Sejauh ini semua berjalan baik-baik saja. Toh nggak ada larangan berisik juga di tempat itu. Hingga kemudian satu-dua orang dengan wajah cemberut melirik ke arah saya. “Iiih bau rokoook..” kata mereka sambil mengibas-ngibaskan tangan di depan hidung. Wajah mereka kian merengut, sambil menggeser pantat menjauh dari arah saya. Malangnya, karena kursi mereka sudah jejal, tak cukup jauh geseran pantat itu membuahkan hasil. Jadilah, yang muncul selanjutnya ya kibasan-kibasan tangan lagi di depan wajah. Juga lirikan-lirikan penuh rasa sebal.

Saya tercenung. Diam, memandangi kimcil-kimcil itu sambil ber-wow dan mengelus jidat. Sungguh, saya berharap ada salah satu dari mereka yang datang menghampiri saya lalu bilang, “Mas! Jangan merokok di sini dong!!” Dan saya akan segera mengajari mereka tentang arti pentingnya penghormatan kepada area geopolitis yang sudah jelas-jelas terpampang gagah: BOLEH MEROKOK.

Jujur, saya memang agak berprasangka buruk. Membayangkan bahwa mereka adalah korban-korban dari cuci otak media, sehingga sudah telanjur tercitrakan dalam benak mereka bahwa para perokok tak lebih dari para penjahat belaka. Sehingga sejelas apa pun saya bicara tentang konsep berbagi ruang, rasanya kok mereka nggak bakal peduli. Pokoknya di mana pun, di smoking area legal pun, merokok adalah kesalahan.
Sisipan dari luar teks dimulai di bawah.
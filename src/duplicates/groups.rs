//! Duplicate groups: the presentation model built from the index buckets.
//!
//! # Overview
//!
//! The index keeps every bucket, including single-file ones. This module
//! turns buckets into [`DuplicateGroup`]s with absolute paths and decides
//! what counts as a duplicate: a group of two or more files.
//!
//! # Example
//!
//! ```
//! use dupindex::duplicates::duplicate_groups;
//! use dupindex::scanner::{ContentHash, Fingerprint};
//! use dupindex::store::{DuplicateIndex, FileRecord};
//! use std::time::UNIX_EPOCH;
//!
//! let mut index = DuplicateIndex::new("/data");
//! let fp = Fingerprint::new(1024, UNIX_EPOCH);
//! let hash = ContentHash::from_bytes([7; 32]);
//! index.add_if_unknown(FileRecord::from_relative("a.bin", fp, hash));
//! index.add_if_unknown(FileRecord::from_relative("b.bin", fp, hash));
//!
//! let groups = duplicate_groups(&index);
//! assert_eq!(groups.len(), 1);
//! assert_eq!(groups[0].wasted_space(), 1024);
//! ```

use serde::Serialize;
use std::path::PathBuf;

use crate::scanner::ContentHash;
use crate::store::DuplicateIndex;

/// Files sharing one content hash.
#[derive(Debug, Clone, PartialEq, Eq, Serialize)]
pub struct DuplicateGroup {
    /// Content hash shared by every file in the group
    pub hash: ContentHash,
    /// Size of each file in bytes
    pub size: u64,
    /// Absolute paths, in the order they were added to the index
    pub paths: Vec<PathBuf>,
}

impl DuplicateGroup {
    /// Create a new group.
    #[must_use]
    pub fn new(hash: ContentHash, size: u64, paths: Vec<PathBuf>) -> Self {
        Self { hash, size, paths }
    }

    /// Number of files in this group.
    #[must_use]
    pub fn len(&self) -> usize {
        self.paths.len()
    }

    /// Check if this group is empty.
    #[must_use]
    pub fn is_empty(&self) -> bool {
        self.paths.is_empty()
    }

    /// Whether the group holds at least two files.
    #[must_use]
    pub fn is_duplicate(&self) -> bool {
        self.paths.len() > 1
    }

    /// Number of redundant copies (all files minus one).
    #[must_use]
    pub fn duplicate_count(&self) -> usize {
        self.paths.len().saturating_sub(1)
    }

    /// Bytes taken by the redundant copies.
    #[must_use]
    pub fn wasted_space(&self) -> u64 {
        self.size * self.duplicate_count() as u64
    }
}

/// Every non-empty bucket of the index as a group, in ascending hash order.
#[must_use]
pub fn content_groups(index: &DuplicateIndex) -> Vec<DuplicateGroup> {
    index
        .groups_by_hash()
        .filter(|(_, paths)| !paths.is_empty())
        .map(|(hash, paths)| {
            let size = paths
                .first()
                .and_then(|p| index.record(p))
                .map_or(0, |record| record.size);
            let absolute = index
                .paths_for_hash(hash)
                .map(|paths| paths.collect::<Vec<_>>())
                .unwrap_or_default();
            DuplicateGroup::new(*hash, size, absolute)
        })
        .collect()
}

/// Groups of two or more files with identical content.
#[must_use]
pub fn duplicate_groups(index: &DuplicateIndex) -> Vec<DuplicateGroup> {
    content_groups(index)
        .into_iter()
        .filter(DuplicateGroup::is_duplicate)
        .collect()
}

/// Aggregate numbers over a set of groups.
#[derive(Debug, Clone, Copy, Default, PartialEq, Eq, Serialize)]
pub struct GroupStats {
    /// Number of groups with two or more files
    pub duplicate_groups: usize,
    /// Redundant copies across all groups
    pub duplicate_files: usize,
    /// Bytes taken by the redundant copies
    pub wasted_space: u64,
}

impl GroupStats {
    /// Summarize `groups` (single-file groups are ignored).
    #[must_use]
    pub fn from_groups(groups: &[DuplicateGroup]) -> Self {
        groups
            .iter()
            .filter(|g| g.is_duplicate())
            .fold(Self::default(), |mut stats, group| {
                stats.duplicate_groups += 1;
                stats.duplicate_files += group.duplicate_count();
                stats.wasted_space += group.wasted_space();
                stats
            })
    }
}

#[cfg(test)]
mod tests {
    use super::*;
    use crate::scanner::Fingerprint;
    use crate::store::FileRecord;
    use std::time::{Duration, UNIX_EPOCH};

    fn hash(byte: u8) -> ContentHash {
        ContentHash::from_bytes([byte; 32])
    }

    fn sample() -> DuplicateIndex {
        let mut index = DuplicateIndex::new("/data");
        let add = |index: &mut DuplicateIndex, path: &str, size: u64, byte: u8| {
            let fp = Fingerprint::new(size, UNIX_EPOCH + Duration::from_secs(1));
            index.add_if_unknown(FileRecord::from_relative(path, fp, hash(byte)));
        };
        add(&mut index, "x.txt", 100, 1);
        add(&mut index, "sub/y.txt", 100, 1);
        add(&mut index, "z.txt", 7, 2);
        add(&mut index, "w1", 50, 3);
        add(&mut index, "w2", 50, 3);
        add(&mut index, "w3", 50, 3);
        index
    }

    #[test]
    fn test_content_groups_include_singletons() {
        let groups = content_groups(&sample());
        assert_eq!(groups.len(), 3);
        assert_eq!(groups[0].hash, hash(1));
        assert_eq!(
            groups[0].paths,
            vec![PathBuf::from("/data/x.txt"), PathBuf::from("/data").join("sub").join("y.txt")]
        );
        assert_eq!(groups[1].paths, vec![PathBuf::from("/data/z.txt")]);
        assert_eq!(groups[1].size, 7);
    }

    #[test]
    fn test_duplicate_groups_need_two_files() {
        let groups = duplicate_groups(&sample());
        assert_eq!(groups.len(), 2);
        assert!(groups.iter().all(DuplicateGroup::is_duplicate));
    }

    #[test]
    fn test_empty_buckets_are_skipped() {
        let mut index = sample();
        index.remove("z.txt").unwrap();
        assert_eq!(content_groups(&index).len(), 2);
    }

    #[test]
    fn test_group_stats() {
        let stats = GroupStats::from_groups(&content_groups(&sample()));
        assert_eq!(stats.duplicate_groups, 2);
        assert_eq!(stats.duplicate_files, 3);
        assert_eq!(stats.wasted_space, 100 + 2 * 50);
    }

    #[test]
    fn test_group_helpers() {
        let group = DuplicateGroup::new(hash(9), 10, vec![PathBuf::from("/a")]);
        assert_eq!(group.len(), 1);
        assert!(!group.is_empty());
        assert!(!group.is_duplicate());
        assert_eq!(group.duplicate_count(), 0);
        assert_eq!(group.wasted_space(), 0);
    }
}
Baca Juga:  Tradisi Nyadran Kali dan Rasa Syukur Para Petani Tembakau

Ada seorang antirokok di Jogja yang selalu sesumbar. “Kalau ada yang merokok di ruang publik dan ketemu aku, aku akan bikin dia menyesal seumur hidup!” Owhyeach!! Ini beneran. Tokoh satu itu ada beneran, meski saya nggak mau menyebut namanya. Nggak papa sih, hak dia juga mau ngamuk ala Rambo gitu, meski ya lebaynya begitu jijay. Tapi saya juga kepingin bilang sama dia, bahwa para antirokok pun kerap tak sadar sedang nyerempet-nyerempet bahaya dengan melanggar hak-hak pembagian ruang.

Anak-anak kuliahan itu, sayang sekali, nggak ada yang mendamprat saya. Saya pun akhirnya memilih bergeser pindah, menjauhi mereka, sehingga asap rokok saya tidak menjangkau mereka.

Enggak, enggak, saya nggak kepingin mereka menyesal seumur hidup hanya karena sudah ketemu saya. (Survei membuktikan bahwa 97% orang yang ketemu saya nggak kapok, dan malah nagih. Nguik.) Adapun tugas saya kali ini justru untuk membuktikan bahwa kaum perokok keren adalah kaum yang woles, dan dalam beberapa situasi selalu siap mengalah. Ehem.